The argument always comes up: “It’s my TV. I bought it. I can use it whenever I want.” This, of course, is preceded by a fight between roommates currently watching a football game and the buyer of the TV wanting to interrupt to watch the latest episode of “Cake Boss.”

It’s a sticky situation, but the fact is if it’s in the common room, it’s up for grabs.

The Boomer

Hi, I pay over $100,000 to go to UT for four years. I expect my classes to be informative and worthwhile. Distractions are not acceptable.

I’m talking to you, guy with headphones blaring during class. It’s cool if you don’t care about wasting “your” (read “your parent’s”) money by blowing off a class you find frivolous. But don’t bring me into your lackluster approach to education.

If you’re going to play your music during class and still want a willing study-buddy by the end of the semester for all the material you’ve missed (or someone that even tells you the time), you’ve got two options: A) Play your music at a library whisper or B) Pick music that doesn’t suck. None of that Kanye West, Lady Ga Ga bull.

The Oblivious Gossip

“And I was all like, ‘Are you kidding me? When Cindy was done in there it reeked worse than the Hillsborough River. Like totally.’” This type of conversation or a myriad of text-tapping can be heard in Salsa Rico or Jazzman’s lines on campus.

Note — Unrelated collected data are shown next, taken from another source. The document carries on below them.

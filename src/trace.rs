use ndarray::{Array2, Axis};
use rayon::iter::{IndexedParallelIterator, IntoParallelIterator, ParallelIterator};

use crate::{
    env::EnvironmentMap,
    march::{MarchParams, Ray, march},
    shading::{MaterialParams, estimate_normal, shade},
    types::{Point, Rgb, Value, Vector},
    volume::VolumeField,
};

/// A shaded surface point. All positions and directions are in the cube's local space.
#[derive(Clone, Copy, Debug, PartialEq)]
pub struct Hit {
    pub position: Point,
    pub normal: Vector,
    /// Linear, opaque color.
    pub color: Rgb,
}

/// Traces a single ray: traversal, then normal estimation and shading on a crossing.
///
/// Pure and free of shared state, so it can be evaluated for any number of rays in
/// parallel. `None` means the invocation is discarded and the background shows through.
///
/// ```text
/// 1. intersect_unit_cube   →  entry/exit parameters
/// 2. march (≤ STEPS)       →  first sample with density >= threshold
/// 3. estimate_normal       →  -∇density, central differences
/// 4. shade                 →  image-based metallic-roughness color
/// ```
pub fn trace(
    ray: &Ray,
    march_params: &MarchParams,
    material: &MaterialParams,
    volume: &VolumeField,
    env: Option<&EnvironmentMap>,
) -> Option<Hit> {
    let crossing = march(ray, march_params, volume)?;
    let normal = estimate_normal(crossing.position, ray.direction, march_params, volume);
    let color = shade(normal, ray.direction, material, env);
    Some(Hit {
        position: crossing.position,
        normal,
        color,
    })
}

/// Pinhole camera expressed in the cube's local space.
#[derive(Clone, Copy, Debug, PartialEq)]
pub struct FrameCamera {
    pub origin: Point,
    pub target: Point,
    pub up: Vector,
    /// Vertical field of view, in radians.
    pub vertical_fov: Value,
    pub width: u32,
    pub height: u32,
}

impl Default for FrameCamera {
    fn default() -> Self {
        Self {
            origin: Point::new(0.0, 0.0, -2.0),
            target: Point::origin(),
            up: Vector::y(),
            vertical_fov: 45.0_f32.to_radians(),
            width: 64,
            height: 64,
        }
    }
}

impl FrameCamera {
    /// Ray through the center of pixel `(x, y)`, with `y` growing downwards.
    ///
    /// Returns `None` for a degenerate camera (origin on target, or `up` parallel to the view).
    pub fn ray_for_pixel(&self, x: u32, y: u32) -> Option<Ray> {
        let forward = (self.target - self.origin).try_normalize(Value::EPSILON)?;
        let right = forward.cross(&self.up).try_normalize(Value::EPSILON)?;
        let up = right.cross(&forward);

        let half_height = (self.vertical_fov * 0.5).tan();
        let half_width = half_height * self.width as Value / self.height.max(1) as Value;
        let ndc_x = 2.0 * (x as Value + 0.5) / self.width.max(1) as Value - 1.0;
        let ndc_y = 1.0 - 2.0 * (y as Value + 0.5) / self.height.max(1) as Value;

        Ray::new(
            self.origin,
            forward + right * (ndc_x * half_width) + up * (ndc_y * half_height),
        )
    }
}

/// Result of tracing a whole frame, indexed `[row, column]`.
#[derive(Clone, Debug)]
pub struct Frame {
    pub hits: Array2<Option<Hit>>,
}

impl Frame {
    /// Number of pixels that produced a fragment.
    pub fn coverage(&self) -> usize {
        self.hits.iter().filter(|h| h.is_some()).count()
    }

    /// Row-major RGBA pixels. Discarded pixels are fully transparent.
    pub fn rgba(&self) -> Vec<[Value; 4]> {
        self.hits
            .iter()
            .map(|hit| match hit {
                Some(hit) => [hit.color.x, hit.color.y, hit.color.z, 1.0],
                None => [0.0; 4],
            })
            .collect()
    }
}

/// Traces every pixel of `camera`'s frame.
///
/// Work is parallelised over rows using Rayon, each worker writing its own row of the
/// frame in place; each pixel is an independent [`trace`].
pub fn trace_frame(
    camera: &FrameCamera,
    march_params: &MarchParams,
    material: &MaterialParams,
    volume: &VolumeField,
    env: Option<&EnvironmentMap>,
) -> Frame {
    let shape = (camera.height as usize, camera.width as usize);
    let mut hits = Array2::from_elem(shape, None);
    hits.axis_iter_mut(Axis(0))
        .into_par_iter()
        .enumerate()
        .for_each(|(y, mut row)| {
            for (x, hit) in row.iter_mut().enumerate() {
                *hit = camera
                    .ray_for_pixel(x as u32, y as u32)
                    .and_then(|ray| trace(&ray, march_params, material, volume, env));
            }
        });
    Frame { hits }
}

#[cfg(test)]
mod tests {
    use super::*;

    fn sphere_volume() -> VolumeField {
        VolumeField::new(32, 32, 32).fill(&|p: Point| {
            let d = (p - Point::new(0.5, 0.5, 0.5)).norm();
            if d < 0.3 { 1.0 } else { 0.0 }
        })
    }

    #[test]
    fn trace_reports_position_normal_and_color() {
        let env = EnvironmentMap::uniform(16, 8, Rgb::repeat(1.0)).unwrap();
        let ray = Ray::new(Point::new(0.0, 0.0, -2.0), Vector::z()).unwrap();
        let hit = trace(
            &ray,
            &MarchParams::default(),
            &MaterialParams::default(),
            &sphere_volume(),
            Some(&env),
        )
        .unwrap();
        assert!(hit.position.z < -0.25 && hit.position.z > -0.35);
        assert!(hit.normal.z < -0.9);
        assert!(hit.color.x > 0.9);
    }

    #[test]
    fn missed_rays_are_discarded() {
        let ray = Ray::new(Point::new(0.45, 0.45, -2.0), Vector::z()).unwrap();
        let hit = trace(
            &ray,
            &MarchParams::default(),
            &MaterialParams::default(),
            &sphere_volume(),
            None,
        );
        assert!(hit.is_none());
    }

    #[test]
    fn frame_covers_the_sphere_silhouette() {
        let camera = FrameCamera {
            width: 32,
            height: 32,
            ..Default::default()
        };
        let frame = trace_frame(
            &camera,
            &MarchParams::default(),
            &MaterialParams::default(),
            &sphere_volume(),
            None,
        );
        assert_eq!(frame.hits.dim(), (32, 32));
        assert!(frame.hits[[16, 16]].is_some());
        assert!(frame.hits[[0, 0]].is_none());
        let coverage = frame.coverage();
        assert!(coverage > 0 && coverage < 32 * 32);
        assert_eq!(frame.rgba()[0], [0.0; 4]);
    }

    #[test]
    fn dense_volume_covers_every_pixel_that_sees_the_cube() {
        let volume = VolumeField::new(4, 4, 4).fill(&|_| 1.0);
        let camera = FrameCamera {
            origin: Point::new(0.0, 0.0, -0.9),
            width: 8,
            height: 8,
            ..Default::default()
        };
        let frame = trace_frame(
            &camera,
            &MarchParams::default(),
            &MaterialParams::default(),
            &volume,
            None,
        );
        assert_eq!(frame.coverage(), 64);
    }

    #[test]
    fn frame_rows_run_top_to_bottom() {
        let upper_half = VolumeField::new(8, 8, 8).fill(&|p: Point| if p.y > 0.5 { 1.0 } else { 0.0 });
        let camera = FrameCamera {
            width: 8,
            height: 8,
            ..Default::default()
        };
        let frame = trace_frame(
            &camera,
            &MarchParams::default(),
            &MaterialParams::default(),
            &upper_half,
            None,
        );
        assert!(frame.hits[[1, 4]].is_some());
        assert!(frame.hits[[6, 4]].is_none());

        let wide = FrameCamera {
            width: 6,
            height: 3,
            ..Default::default()
        };
        let frame = trace_frame(
            &wide,
            &MarchParams::default(),
            &MaterialParams::default(),
            &upper_half,
            None,
        );
        assert_eq!(frame.hits.dim(), (3, 6));
        assert_eq!(frame.rgba().len(), 18);
    }

    #[test]
    fn degenerate_camera_traces_nothing() {
        let camera = FrameCamera {
            origin: Point::origin(),
            target: Point::origin(),
            width: 4,
            height: 4,
            ..Default::default()
        };
        let volume = VolumeField::new(2, 2, 2).fill(&|_| 1.0);
        let frame = trace_frame(
            &camera,
            &MarchParams::default(),
            &MaterialParams::default(),
            &volume,
            None,
        );
        assert_eq!(frame.coverage(), 0);
    }
}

I’m not one of those people that thinks texting and talking on the phone is “what’s wrong with this generation,” a “waste of time,” or “the devil.” But there’s a time and place for everything.

The problem with the Oblivious Gossip is that they talk or text at the worst time, i.e. when communicating to another people face-to-face is necessary.

The oblivious gossip will inevitably be in front of me at Salsa Rico, not paying attention to the worker asking for their order. This not only holds the line up, but ticks the worker off just enough to put half the beans on my burrito than there should be–and I love my beans–because they’re venting about how young people don’t have any respect any more.

Just put the person on mute for a second. Or put the texting on pause. People will appreciate you a lot more for it– both restaurant workers and students.